Tommy Dorsey and Frank Sinatra performed the song in the 1941 Paramount Pictures musical Las Vegas Nights. The Dorsey and Sinatra recording was also released as a V-disc in February, 1946 by the U.S. War Department for the armed forces.
🗝Key Facts🗝
☑Heartbreaking Origin: Ruth Lowe wrote the song as a personal lament following the death of her husband, Harold Cohen, who died during surgery just a year into their marriage.
☑Billboard History: The version by Tommy Dorsey and Frank Sinatra was the first-ever number-one hit on Billboard’s first “National List of Best Selling Retail Records,” where it remained for 12 weeks.
☑Career Launcher: This song is credited with elevating Frank Sinatra to international stardom, becoming his first major hit.

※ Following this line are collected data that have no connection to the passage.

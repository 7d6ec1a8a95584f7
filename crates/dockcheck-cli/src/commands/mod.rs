//! CLI command definitions and dispatch.

pub mod check_server;
pub mod images;
pub mod run;

use std::path::PathBuf;
use std::time::Duration;

use anyhow::Context;
use clap::{Args, Parser, Subcommand, ValueEnum};
use dockcheck_common::config::{HarnessConfig, read_version_key};
use dockcheck_probe::http::ReqwestClient;
use dockcheck_runtime::backend::docker::DockerCli;

/// Per-request timeout of the management API client.
const HTTP_TIMEOUT: Duration = Duration::from_secs(30);

/// dockcheck: end-to-end verification of server and worker images.
#[derive(Parser, Debug)]
#[command(name = "dockcheck", version, about, long_about = None)]
pub struct Cli {
    /// Subcommand to execute.
    #[command(subcommand)]
    pub command: Command,

    /// Options shared by every subcommand.
    #[command(flatten)]
    pub global: GlobalArgs,
}

/// Options shared by every subcommand.
#[derive(Args, Debug)]
pub struct GlobalArgs {
    /// YAML configuration file.
    #[arg(long, global = true, env = "DOCKCHECK_CONFIG")]
    pub config: Option<PathBuf>,

    /// Log output format.
    #[arg(long, global = true, value_enum, default_value_t = LogFormat::Text)]
    pub log_format: LogFormat,

    /// JSON file mapping version keys to image tags.
    #[arg(long, global = true, env = "VERSION_FILE_LOCATION", default_value = "version.json")]
    pub version_file: PathBuf,

    /// Key of the version file whose value pins the image tags.
    #[arg(long, global = true)]
    pub version_key: Option<String>,

    /// Docker client binary (defaults to `docker` on PATH).
    #[arg(long, global = true)]
    pub docker: Option<PathBuf>,
}

/// Format of log records written to stderr.
#[derive(Debug, Clone, Copy, PartialEq, Eq, ValueEnum)]
pub enum LogFormat {
    /// Human-readable lines.
    Text,
    /// One JSON object per record.
    Json,
}

/// Configuration overrides accepted by commands that start containers.
#[derive(Args, Debug, Default)]
pub struct Overrides {
    /// Host the server's published ports are reached on.
    #[arg(long)]
    pub host: Option<String>,

    /// Abort the run once this many seconds have passed.
    #[arg(long)]
    pub deadline_secs: Option<u64>,

    /// Keep polling a stage that already reported a terminal failure.
    #[arg(long)]
    pub no_fail_fast: bool,

    /// Directory copied into the server's data volume.
    #[arg(long)]
    pub fixture_dir: Option<PathBuf>,
}

/// Available CLI subcommands.
#[derive(Subcommand, Debug)]
pub enum Command {
    /// Run the full server and worker verification.
    Run(run::RunArgs),
    /// Run assertion checks against the server image alone.
    CheckServer(check_server::CheckServerArgs),
    /// List the server and worker images a run would use.
    Images,
}

/// Dispatches the parsed CLI command to its handler.
///
/// # Errors
///
/// Returns an error if the command execution fails.
pub fn execute(cli: Cli) -> anyhow::Result<()> {
    match cli.command {
        Command::Run(args) => run::execute(&cli.global, args),
        Command::CheckServer(args) => check_server::execute(&cli.global, args),
        Command::Images => images::execute(&cli.global),
    }
}

/// Builds the effective configuration: file (or defaults), then the
/// version pin, then command-line overrides.
///
/// # Errors
///
/// Returns an error if the file or version key cannot be read, or the
/// result is invalid.
pub fn resolve_config(global: &GlobalArgs, overrides: &Overrides) -> anyhow::Result<HarnessConfig> {
    let mut config = match &global.config {
        Some(path) => HarnessConfig::load(path)
            .with_context(|| format!("loading configuration from {}", path.display()))?,
        None => HarnessConfig::default(),
    };
    if let Some(key) = &global.version_key {
        let tag = read_version_key(&global.version_file, key).with_context(|| {
            format!("reading '{key}' from {}", global.version_file.display())
        })?;
        pin_tag(&mut config, &tag);
    }
    apply(&mut config, overrides);
    config.validate()?;
    Ok(config)
}

/// Restricts both image filters to `tag`.
fn pin_tag(config: &mut HarnessConfig, tag: &str) {
    config.server.image_filter = format!("{}:{tag}", config.server.image_filter);
    config.workers.image_filter = format!("{}:{tag}", config.workers.image_filter);
    tracing::debug!(
        server = %config.server.image_filter,
        workers = %config.workers.image_filter,
        "pinned image tags"
    );
}

fn apply(config: &mut HarnessConfig, overrides: &Overrides) {
    if let Some(host) = &overrides.host {
        config.server.host.clone_from(host);
    }
    if overrides.deadline_secs.is_some() {
        config.deadline_secs = overrides.deadline_secs;
    }
    if overrides.no_fail_fast {
        config.fail_fast = false;
    }
    if let Some(dir) = &overrides.fixture_dir {
        config.server.fixture_dir = Some(dir.clone());
    }
}

/// The Docker backend, from `--docker` or `PATH`.
///
/// # Errors
///
/// Returns an error if no `docker` binary can be found.
pub fn docker(global: &GlobalArgs) -> anyhow::Result<DockerCli> {
    match &global.docker {
        Some(path) => Ok(DockerCli::with_binary(path.clone())),
        None => Ok(DockerCli::locate()?),
    }
}

/// The HTTP client used for the management API.
///
/// # Errors
///
/// Returns an error if the client cannot be initialised.
pub fn http_client() -> anyhow::Result<ReqwestClient> {
    Ok(ReqwestClient::new(HTTP_TIMEOUT)?)
}
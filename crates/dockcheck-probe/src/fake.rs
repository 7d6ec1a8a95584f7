//! Scripted HTTP client for tests.
//!
//! Each route holds a queue of responses. Requests consume the queue in
//! order and the last response repeats once the queue is down to one, so
//! "fails twice then succeeds" is three entries and "always refuses" is one.

use std::collections::VecDeque;
use std::sync::{Mutex, MutexGuard, PoisonError};

use dockcheck_common::error::{HarnessError, Result};

use crate::http::{HttpClient, HttpResponse};

/// HTTP method of a recorded request.
#[derive(Debug, Clone, Copy, PartialEq, Eq)]
pub enum Method {
    /// `GET`
    Get,
    /// `POST`
    Post,
}

/// A request received by [`ScriptedHttp`].
#[derive(Debug, Clone, PartialEq)]
pub struct RecordedRequest {
    /// Request method.
    pub method: Method,
    /// Full request URL.
    pub url: String,
    /// JSON body, for `POST`.
    pub body: Option<serde_json::Value>,
    /// Request headers.
    pub headers: Vec<(String, String)>,
}

#[derive(Debug, Clone)]
enum Reply {
    Respond(HttpResponse),
    Refuse,
}

#[derive(Debug)]
struct Route {
    method: Method,
    path: String,
    replies: VecDeque<Reply>,
}

#[derive(Debug, Default)]
struct Script {
    routes: Vec<Route>,
    requests: Vec<RecordedRequest>,
}

/// An [`HttpClient`] answering from per-route response queues.
///
/// Routes match when the request URL ends with the route path. Requests to
/// an unscripted route are refused like a closed port.
#[derive(Debug, Default)]
pub struct ScriptedHttp {
    script: Mutex<Script>,
}

impl ScriptedHttp {
    /// Creates a client with no routes.
    #[must_use]
    pub fn new() -> Self {
        Self::default()
    }

    /// Queues a `GET` response.
    #[must_use]
    pub fn on_get(self, path: &str, status: u16, body: &str) -> Self {
        self.push(Method::Get, path, Reply::Respond(HttpResponse::new(status, body)))
    }

    /// Queues a refused connection for `GET`.
    #[must_use]
    pub fn refuse_get(self, path: &str) -> Self {
        self.push(Method::Get, path, Reply::Refuse)
    }

    /// Queues a `POST` response.
    #[must_use]
    pub fn on_post(self, path: &str, status: u16, body: &str) -> Self {
        self.push(Method::Post, path, Reply::Respond(HttpResponse::new(status, body)))
    }

    /// Queues a `GET` response at runtime, for scripts that depend on
    /// values only known mid-test.
    pub fn add_get(&self, path: &str, status: u16, body: &str) {
        self.enqueue(Method::Get, path, Reply::Respond(HttpResponse::new(status, body)));
    }

    /// Every request received so far, in order.
    pub fn requests(&self) -> Vec<RecordedRequest> {
        self.lock().requests.clone()
    }

    /// Number of requests received for a method and path.
    pub fn count(&self, method: Method, path: &str) -> usize {
        self.lock()
            .requests
            .iter()
            .filter(|r| r.method == method && r.url.ends_with(path))
            .count()
    }

    fn push(self, method: Method, path: &str, reply: Reply) -> Self {
        self.enqueue(method, path, reply);
        self
    }

    fn enqueue(&self, method: Method, path: &str, reply: Reply) {
        let mut script = self.lock();
        if let Some(route) = script
            .routes
            .iter_mut()
            .find(|r| r.method == method && r.path == path)
        {
            route.replies.push_back(reply);
        } else {
            script.routes.push(Route {
                method,
                path: path.to_string(),
                replies: VecDeque::from([reply]),
            });
        }
    }

    fn lock(&self) -> MutexGuard<'_, Script> {
        self.script.lock().unwrap_or_else(PoisonError::into_inner)
    }

    fn answer(&self, request: RecordedRequest) -> Result<HttpResponse> {
        let mut script = self.lock();
        let url = request.url.clone();
        let method = request.method;
        script.requests.push(request);

        let reply = script
            .routes
            .iter_mut()
            .filter(|r| r.method == method && url.ends_with(&r.path))
            .max_by_key(|r| r.path.len())
            .and_then(|route| {
                if route.replies.len() > 1 {
                    route.replies.pop_front()
                } else {
                    route.replies.front().cloned()
                }
            });

        match reply {
            Some(Reply::Respond(response)) => Ok(response),
            Some(Reply::Refuse) | None => Err(HarnessError::Http {
                url,
                message: "connection refused".into(),
            }),
        }
    }
}

fn owned_headers(headers: &[(&str, &str)]) -> Vec<(String, String)> {
    headers
        .iter()
        .map(|(k, v)| ((*k).to_string(), (*v).to_string()))
        .collect()
}

impl HttpClient for ScriptedHttp {
    fn get(&self, url: &str, headers: &[(&str, &str)]) -> Result<HttpResponse> {
        self.answer(RecordedRequest {
            method: Method::Get,
            url: url.to_string(),
            body: None,
            headers: owned_headers(headers),
        })
    }

    fn post(
        &self,
        url: &str,
        body: Option<&serde_json::Value>,
        headers: &[(&str, &str)],
    ) -> Result<HttpResponse> {
        self.answer(RecordedRequest {
            method: Method::Post,
            url: url.to_string(),
            body: body.cloned(),
            headers: owned_headers(headers),
        })
    }
}
//! # dockcheck-harness
//!
//! Verifies that a server and a variable number of worker containers reach
//! and keep a correct operational state.
//!
//! - [`workflow::Workflow`]: the run state machine, from provisioning the
//!   server to tearing everything down.
//! - [`context::RunContext`] and [`teardown::TeardownGuard`]: the resources
//!   a run owns and the guarantee that they are released.
//! - [`pipeline::PipelineDefinition`]: the unit of work submitted to the server.
//! - [`checks::ServerChecks`]: assertion-style checks of a lone server container.
//!
//! # Example
//!
//! ```rust,no_run
//! use dockcheck_common::config::HarnessConfig;
//! use dockcheck_harness::workflow::Workflow;
//! use dockcheck_probe::http::ReqwestClient;
//! use dockcheck_runtime::backend::docker::DockerCli;
//!
//! # fn main() -> Result<(), Box<dyn std::error::Error>> {
//! let config = HarnessConfig::default();
//! let runtime = DockerCli::locate()?;
//! let http = ReqwestClient::new(std::time::Duration::from_secs(10))?;
//! let workflow = Workflow::new(&runtime, &http, &config)?;
//! let plan = workflow.plan()?;
//! let report = workflow.run(plan)?;
//! println!("verified {} worker(s)", report.verified_workers.len());
//! # Ok(())
//! # }
//! ```

#![cfg_attr(test, allow(clippy::expect_used, clippy::unwrap_used))]

pub mod budgets;
pub mod checks;
pub mod context;
pub mod pipeline;
pub mod server;
pub mod stage;
pub mod staging;
pub mod teardown;
pub mod workflow;
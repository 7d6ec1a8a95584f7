//! Client for the management interface of the server under test.

use std::fmt;

use dockcheck_common::constants::{AGENTS_MEDIA_TYPE, PIPELINES_MEDIA_TYPE, PLUGIN_INFO_MEDIA_TYPE};
use dockcheck_common::error::{HarnessError, Result};
use serde::{Deserialize, Serialize};

use crate::http::{HttpClient, HttpResponse};

const JSON: &str = "application/json";
const CONFIRM: (&str, &str) = ("Confirm", "true");

/// Outcome of a state-changing management call.
#[derive(Debug, Clone, Copy, PartialEq, Eq)]
pub enum Submission {
    /// The server accepted the request.
    Accepted(u16),
    /// The server reported the change was already in effect.
    AlreadyDone(u16),
}

/// Identifies one run of one stage of a pipeline.
#[derive(Debug, Clone, PartialEq, Eq)]
pub struct StageInstance {
    /// Pipeline name.
    pub pipeline: String,
    /// Stage name.
    pub stage: String,
    /// Pipeline run counter (1-based).
    pub counter: u32,
    /// Stage re-run counter (1-based).
    pub stage_counter: u32,
}

impl fmt::Display for StageInstance {
    fn fmt(&self, f: &mut fmt::Formatter<'_>) -> fmt::Result {
        write!(
            f,
            "{}/{}/{}/{}",
            self.pipeline, self.counter, self.stage, self.stage_counter
        )
    }
}

/// A worker as listed by the server.
#[derive(Debug, Clone, PartialEq, Eq, Serialize, Deserialize)]
pub struct AgentSummary {
    /// Hostname the worker registered under.
    pub hostname: String,
}

#[derive(Deserialize)]
struct Embedded<T> {
    #[serde(rename = "_embedded")]
    embedded: T,
}

#[derive(Deserialize)]
struct Agents {
    agents: Vec<AgentSummary>,
}

#[derive(Deserialize)]
struct PluginInfos {
    plugin_info: Vec<PluginInfo>,
}

#[derive(Deserialize)]
struct PluginInfo {
    id: String,
}

#[derive(Deserialize)]
struct StageResult {
    result: Option<String>,
}

/// Typed view of the server's management endpoints.
pub struct ServerApi<'h> {
    http: &'h dyn HttpClient,
    base_url: String,
}

impl<'h> ServerApi<'h> {
    /// Creates a client rooted at `base_url` (e.g. `http://0.0.0.0:8253/go`).
    #[must_use]
    pub fn new(http: &'h dyn HttpClient, base_url: impl Into<String>) -> Self {
        Self {
            http,
            base_url: base_url.into().trim_end_matches('/').to_string(),
        }
    }

    fn url(&self, path: &str) -> String {
        format!("{}{path}", self.base_url)
    }

    /// Fetches the configuration of a pipeline.
    ///
    /// # Errors
    ///
    /// Returns [`HarnessError::UnexpectedStatus`] if the server does not
    /// serve the pipeline, or a transport error.
    pub fn pipeline_config(&self, name: &str) -> Result<HttpResponse> {
        let url = self.url(&format!("/api/admin/pipelines/{name}"));
        let response = self.http.get(&url, &[("Accept", PIPELINES_MEDIA_TYPE)])?;
        require_ok(url, response)
    }

    /// Registers a pipeline definition.
    ///
    /// A definition that already exists is reported as
    /// [`Submission::AlreadyDone`], not as an error.
    ///
    /// # Errors
    ///
    /// Returns [`HarnessError::Submission`] for any other non-success status.
    pub fn create_pipeline<T: Serialize>(&self, definition: &T) -> Result<Submission> {
        let body = serde_json::to_value(definition)?;
        let response = self.http.post(
            &self.url("/api/admin/pipelines"),
            Some(&body),
            &[("Accept", PIPELINES_MEDIA_TYPE), ("Content-Type", JSON)],
        )?;
        classify("create pipeline", &response, &[409, 422])
    }

    /// Unpauses a pipeline so it can be scheduled.
    ///
    /// # Errors
    ///
    /// Returns [`HarnessError::Submission`] on an unexpected status.
    pub fn unpause(&self, name: &str) -> Result<Submission> {
        let response = self.http.post(
            &self.url(&format!("/api/pipelines/{name}/unpause")),
            None,
            &[CONFIRM],
        )?;
        classify("unpause pipeline", &response, &[409])
    }

    /// Triggers a run of a pipeline.
    ///
    /// # Errors
    ///
    /// Returns [`HarnessError::Submission`] on an unexpected status.
    pub fn schedule(&self, name: &str) -> Result<Submission> {
        let response = self.http.post(
            &self.url(&format!("/api/pipelines/{name}/schedule")),
            None,
            &[CONFIRM],
        )?;
        classify("schedule pipeline", &response, &[409])
    }

    /// Fetches the result of a stage instance (`None` while it has no result).
    ///
    /// # Errors
    ///
    /// Returns [`HarnessError::UnexpectedStatus`] if the instance does not
    /// exist yet, or a transport error.
    pub fn stage_result(&self, instance: &StageInstance) -> Result<Option<String>> {
        let url = self.url(&format!(
            "/api/stages/{}/{}/instance/{}/{}",
            instance.pipeline, instance.stage, instance.counter, instance.stage_counter
        ));
        let response = self.http.get(&url, &[])?;
        let response = require_ok(url, response)?;
        Ok(response.json::<StageResult>()?.result)
    }

    /// Lists registered workers.
    ///
    /// # Errors
    ///
    /// Returns an error on transport failure, unexpected status, or a
    /// malformed collection.
    pub fn agents(&self) -> Result<Vec<AgentSummary>> {
        let url = self.url("/api/agents");
        let response = self.http.get(&url, &[("Accept", AGENTS_MEDIA_TYPE)])?;
        let response = require_ok(url, response)?;
        Ok(response.json::<Embedded<Agents>>()?.embedded.agents)
    }

    /// Lists the ids of installed plugins.
    ///
    /// # Errors
    ///
    /// Returns an error on transport failure, unexpected status, or a
    /// malformed inventory.
    pub fn plugin_ids(&self) -> Result<Vec<String>> {
        let url = self.url("/api/admin/plugin_info");
        let response = self.http.get(&url, &[("Accept", PLUGIN_INFO_MEDIA_TYPE)])?;
        let response = require_ok(url, response)?;
        Ok(response
            .json::<Embedded<PluginInfos>>()?
            .embedded
            .plugin_info
            .into_iter()
            .map(|p| p.id)
            .collect())
    }
}

fn require_ok(url: String, response: HttpResponse) -> Result<HttpResponse> {
    if response.is_success() {
        Ok(response)
    } else {
        Err(HarnessError::UnexpectedStatus {
            url,
            status: response.status,
        })
    }
}

fn classify(operation: &str, response: &HttpResponse, duplicate: &[u16]) -> Result<Submission> {
    if response.is_success() {
        tracing::info!(operation, status = response.status, "accepted");
        Ok(Submission::Accepted(response.status))
    } else if duplicate.contains(&response.status) {
        tracing::info!(operation, status = response.status, body = %response.body, "already in effect");
        Ok(Submission::AlreadyDone(response.status))
    } else {
        Err(HarnessError::Submission {
            operation: operation.to_string(),
            status: response.status,
            body: response.body.clone(),
        })
    }
}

First Performance: While Sinatra made it famous, it was first performed in 1939 by Percy Faith on the Canadian Broadcasting Corporation (CBC) radio program Music by Faith.
Hall of Fame: The song was inducted into the Grammy Hall of Fame in 1982 and the Canadian Songwriters Hall of Fame.
The song has been recorded by many other artists since, becoming a jazz and pop standard.